Peter Ihnačák (born May 3, 1957) is a Slovak former  professional ice hockey centre. He initially played in the Czechoslovak First Ice Hockey League before defecting during the Cold War and joining the Toronto Maple Leafs of the National Hockey League (NHL). He played eight seasons with the Maple Leafs.

Playing career
A star in Czechoslovakia, Ihnačák was prohibited from playing outside of the Communist bloc because members of his family had already fled the country after the Soviet invasion during the Prague Spring in 1968. He was to play in the 1980 Winter Olympics at Lake Placid, New York but was removed from the team because he was considered a flight risk.

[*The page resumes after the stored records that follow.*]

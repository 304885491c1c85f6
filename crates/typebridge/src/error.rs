// SPDX-License-Identifier: Apache-2.0 OR MIT
// Copyright (c) 2025-2026 naskel.com

//! Error taxonomy for the bridge.
//!
//! Every failure that can be observed from the other side of the boundary is
//! a value of [`BridgeError`]. Nothing in this crate unwinds across a caller
//! boundary: the invocation engine converts panics raised by bound methods
//! into [`BridgeError::Panicked`].
//!
//! # Status code ranges
//!
//! - **0**: Success (only used by the C surface)
//! - **1-9**: Generic argument errors
//! - **10-19**: Registry errors (types, members, instances)
//! - **20-29**: Invocation errors
//! - **30-39**: Shared future errors

use crate::member::MemberKind;
use std::fmt;

/// Errors returned by registry, accessor and invocation operations.
#[derive(Debug, Clone, PartialEq, Eq)]
pub enum BridgeError {
    /// A type name was registered twice with different native types.
    TypeConflict {
        name: String,
        existing_hash: u64,
        new_hash: u64,
    },
    /// No type is registered under this name (or hash).
    UnknownType(String),
    /// The type has no member with this name.
    UnknownMember { type_name: String, member: String },
    /// The runtime type of a value disagrees with the descriptor used to
    /// interpret it.
    TypeMismatch { expected: String, found: String },
    /// Wrong number of argument pointers for a member function.
    ArityMismatch {
        member: String,
        expected: usize,
        got: usize,
    },
    /// A data member was used as a function, or the reverse.
    WrongMemberKind { member: String, expected: MemberKind },
    /// Null pointer, bad UTF-8 or otherwise unusable argument.
    InvalidArgument(String),
    /// Caller-provided buffer cannot hold the value.
    BufferTooSmall { required: usize, provided: usize },
    /// The bound member function panicked; the panic was contained.
    Panicked { member: String, message: String },
    /// `future_get` gave up before the value became available.
    FutureTimeout,
    /// The future has no shared state (default-constructed).
    FutureInvalid,
    /// The producing side went away without setting a value.
    FutureBroken,
}

impl BridgeError {
    /// Stable numeric status code, shared with the C surface.
    #[must_use]
    pub const fn code(&self) -> u32 {
        match self {
            Self::InvalidArgument(_) => 1,
            Self::BufferTooSmall { .. } => 2,
            Self::TypeConflict { .. } => 10,
            Self::UnknownType(_) => 11,
            Self::UnknownMember { .. } => 12,
            Self::TypeMismatch { .. } => 13,
            Self::ArityMismatch { .. } => 20,
            Self::WrongMemberKind { .. } => 21,
            Self::Panicked { .. } => 22,
            Self::FutureTimeout => 30,
            Self::FutureInvalid => 31,
            Self::FutureBroken => 32,
        }
    }

    pub(crate) fn invalid(reason: impl Into<String>) -> Self {
        Self::InvalidArgument(reason.into())
    }

    pub(crate) fn mismatch(expected: impl Into<String>, found: impl Into<String>) -> Self {
        Self::TypeMismatch {
            expected: expected.into(),
            found: found.into(),
        }
    }
}

impl fmt::Display for BridgeError {
    fn fmt(&self, f: &mut fmt::Formatter<'_>) -> fmt::Result {
        match self {
            Self::TypeConflict {
                name,
                existing_hash,
                new_hash,
            } => write!(
                f,
                "Type conflict: '{}' already registered with hash {:#018x}, got {:#018x}",
                name, existing_hash, new_hash
            ),
            Self::UnknownType(name) => write!(f, "Unknown type: {}", name),
            Self::UnknownMember { type_name, member } => {
                write!(f, "Unknown member: {}::{}", type_name, member)
            }
            Self::TypeMismatch { expected, found } => {
                write!(f, "Type mismatch: expected {}, found {}", expected, found)
            }
            Self::ArityMismatch {
                member,
                expected,
                got,
            } => write!(
                f,
                "Arity mismatch calling '{}': expected {} argument(s), got {}",
                member, expected, got
            ),
            Self::WrongMemberKind { member, expected } => {
                write!(f, "Member '{}' is not a {} member", member, expected)
            }
            Self::InvalidArgument(reason) => write!(f, "Invalid argument: {}", reason),
            Self::BufferTooSmall { required, provided } => write!(
                f,
                "Buffer too small: {} byte(s) required, {} provided",
                required, provided
            ),
            Self::Panicked { member, message } => {
                write!(f, "Member function '{}' panicked: {}", member, message)
            }
            Self::FutureTimeout => write!(f, "Timed out waiting for shared future"),
            Self::FutureInvalid => write!(f, "Shared future has no associated state"),
            Self::FutureBroken => write!(f, "Shared future producer dropped without a value"),
        }
    }
}

impl std::error::Error for BridgeError {}

/// Result alias used across the crate.
pub type Result<T> = std::result::Result<T, BridgeError>;
#[test]
fn test_calls_through_c_surface() {
    init();
    let mut sensor = Sensor::default();
    let instance = (&mut sensor as *mut Sensor).cast::<c_void>();

    for sample in [1.0f64, 2.0, 6.0] {
        let args = [(&sample as *const f64).cast::<c_void>()];
        let status = unsafe {
            tb_call_method(instance, c"Sensor".as_ptr(), c"record".as_ptr(), args.as_ptr(), 1, ptr::null_mut())
        };
        assert_eq!(status, TbStatus::TbOk);
    }

    let info = type_info(c"Sensor");
    let average = member(info, c"average");
    let mut out = 0.0f64;
    let status = unsafe {
        tb_call_member_function(
            instance,
            c"Sensor".as_ptr(),
            average,
            ptr::null(),
            0,
            (&mut out as *mut f64).cast(),
        )
    };
    assert_eq!(status, TbStatus::TbOk);
    assert_eq!(out, 3.0);

    let describe = unsafe { &*member(info, c"describe").function };
    let param_desc = unsafe { *describe.params };
    let prefix = string_slot(param_desc, "sensor");
    let args = [prefix.as_ptr().cast_const()];
    let text = Slot::new(describe.return_type);
    let status = unsafe {
        tb_call_method(instance, c"Sensor".as_ptr(), c"describe".as_ptr(), args.as_ptr(), 1, text.as_ptr())
    };
    assert_eq!(status, TbStatus::TbOk);
    let mut buf = [0u8; 32];
    let mut len = 0;
    unsafe {
        assert_eq!(
            tb_string_copy(describe.return_type, text.as_ptr(), buf.as_mut_ptr(), buf.len(), &mut len),
            TbStatus::TbOk
        );
        assert_eq!(tb_value_drop(describe.return_type, text.as_ptr()), TbStatus::TbOk);
        assert_eq!(tb_value_drop(param_desc, prefix.as_ptr()), TbStatus::TbOk);
    }
    assert_eq!(&buf[..len], b"sensor#7");

    let status = unsafe {
        tb_call_method(instance, c"Sensor".as_ptr(), c"record".as_ptr(), ptr::null(), 0, ptr::null_mut())
    };
    assert_eq!(status, TbStatus::TbArityMismatch);
    assert_eq!(sensor.samples, [1.0, 2.0, 6.0]);
}
// SPDX-License-Identifier: Apache-2.0 OR MIT
// Copyright (c) 2025-2026 naskel.com

//! Per-thread last error message.

use std::cell::RefCell;
use std::os::raw::c_char;

use typebridge::BridgeError;

use crate::TbStatus;

thread_local! {
    static LAST_ERROR: RefCell<Option<String>> = const { RefCell::new(None) };
}

/// Record `err` for this thread and return its status.
pub(crate) fn fail(err: BridgeError) -> TbStatus {
    log::debug!("[ffi] {}", err);
    let status = TbStatus::from(&err);
    LAST_ERROR.with(|slot| *slot.borrow_mut() = Some(err.to_string()));
    status
}

/// Record a failure that exists only on the C side (no `BridgeError`).
pub(crate) fn fail_status(status: TbStatus, message: String) -> TbStatus {
    log::debug!("[ffi] {:?}: {}", status, message);
    LAST_ERROR.with(|slot| *slot.borrow_mut() = Some(message));
    status
}

pub(crate) fn clear() {
    LAST_ERROR.with(|slot| slot.borrow_mut().take());
}

/// Copy the calling thread's last error message into `buf`.
///
/// The message is null-terminated. `out_len` (optional) receives the message
/// length in bytes, excluding the terminator, even when the buffer is too
/// small. An empty string is written when no error was recorded.
///
/// # Safety
/// - `buf` must be valid for `buf_len` bytes, or NULL with `buf_len == 0`.
/// - `out_len` must be NULL or valid for writes.
///
/// # Returns
/// `TbStatus::TbOk`, or `TbStatus::TbBufferTooSmall` when `buf_len` cannot
/// hold the message and its terminator (the recorded message is kept).
#[no_mangle]
pub unsafe extern "C" fn tb_last_error_message(
    buf: *mut c_char,
    buf_len: usize,
    out_len: *mut usize,
) -> TbStatus {
    let message = LAST_ERROR.with(|slot| slot.borrow().clone()).unwrap_or_default();
    let bytes = message.as_bytes();
    if !out_len.is_null() {
        *out_len = bytes.len();
    }
    if buf.is_null() || buf_len <= bytes.len() {
        return TbStatus::TbBufferTooSmall;
    }
    std::ptr::copy_nonoverlapping(bytes.as_ptr(), buf.cast::<u8>(), bytes.len());
    *buf.add(bytes.len()) = 0;
    TbStatus::TbOk
}

#[cfg(test)]
mod tests {
    use super::*;

    #[test]
    fn test_last_error_round_trip() {
        assert_eq!(
            fail(BridgeError::UnknownType("Abacus".into())),
            TbStatus::TbUnknownType
        );

        let mut len = 0usize;
        let mut tiny = [0 as c_char; 4];
        let status = unsafe { tb_last_error_message(tiny.as_mut_ptr(), tiny.len(), &mut len) };
        assert_eq!(status, TbStatus::TbBufferTooSmall);
        assert_eq!(len, "Unknown type: Abacus".len());

        let mut buf = [0 as c_char; 64];
        let status = unsafe { tb_last_error_message(buf.as_mut_ptr(), buf.len(), &mut len) };
        assert_eq!(status, TbStatus::TbOk);
        let text = unsafe { std::ffi::CStr::from_ptr(buf.as_ptr()) };
        assert_eq!(text.to_str(), Ok("Unknown type: Abacus"));

        clear();
        let status = unsafe { tb_last_error_message(buf.as_mut_ptr(), buf.len(), &mut len) };
        assert_eq!(status, TbStatus::TbOk);
        assert_eq!(len, 0);
    }
}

During the 1982 IIHF World Championship in Helsinki, Finland, he got on the same plane as then Toronto Maple Leafs general manager Gerry McNamara. On the plane, McNamara was tipped off that Ihnačák intended to defect and the Maple Leafs used their second round selection, 25th overall that they had received in the Darryl Sittler trade to pick him in the 1982 NHL Entry Draft. At the World Championship, Ihnačák defected with the help of his brother John. He was in the opening night lineup of the 1982–83 NHL season, playing on a line with Walt Poddubny and Miroslav Fryčer. In his first year with the Maple Leafs, he amassed a total of 66 points (28 goals and 38 assists), the rookie record within the Maple Leafs organization until it was passed by Auston Matthews in 2017. He went on to play eight seasons with the Toronto Maple Leafs of the National Hockey League (NHL) until 1990.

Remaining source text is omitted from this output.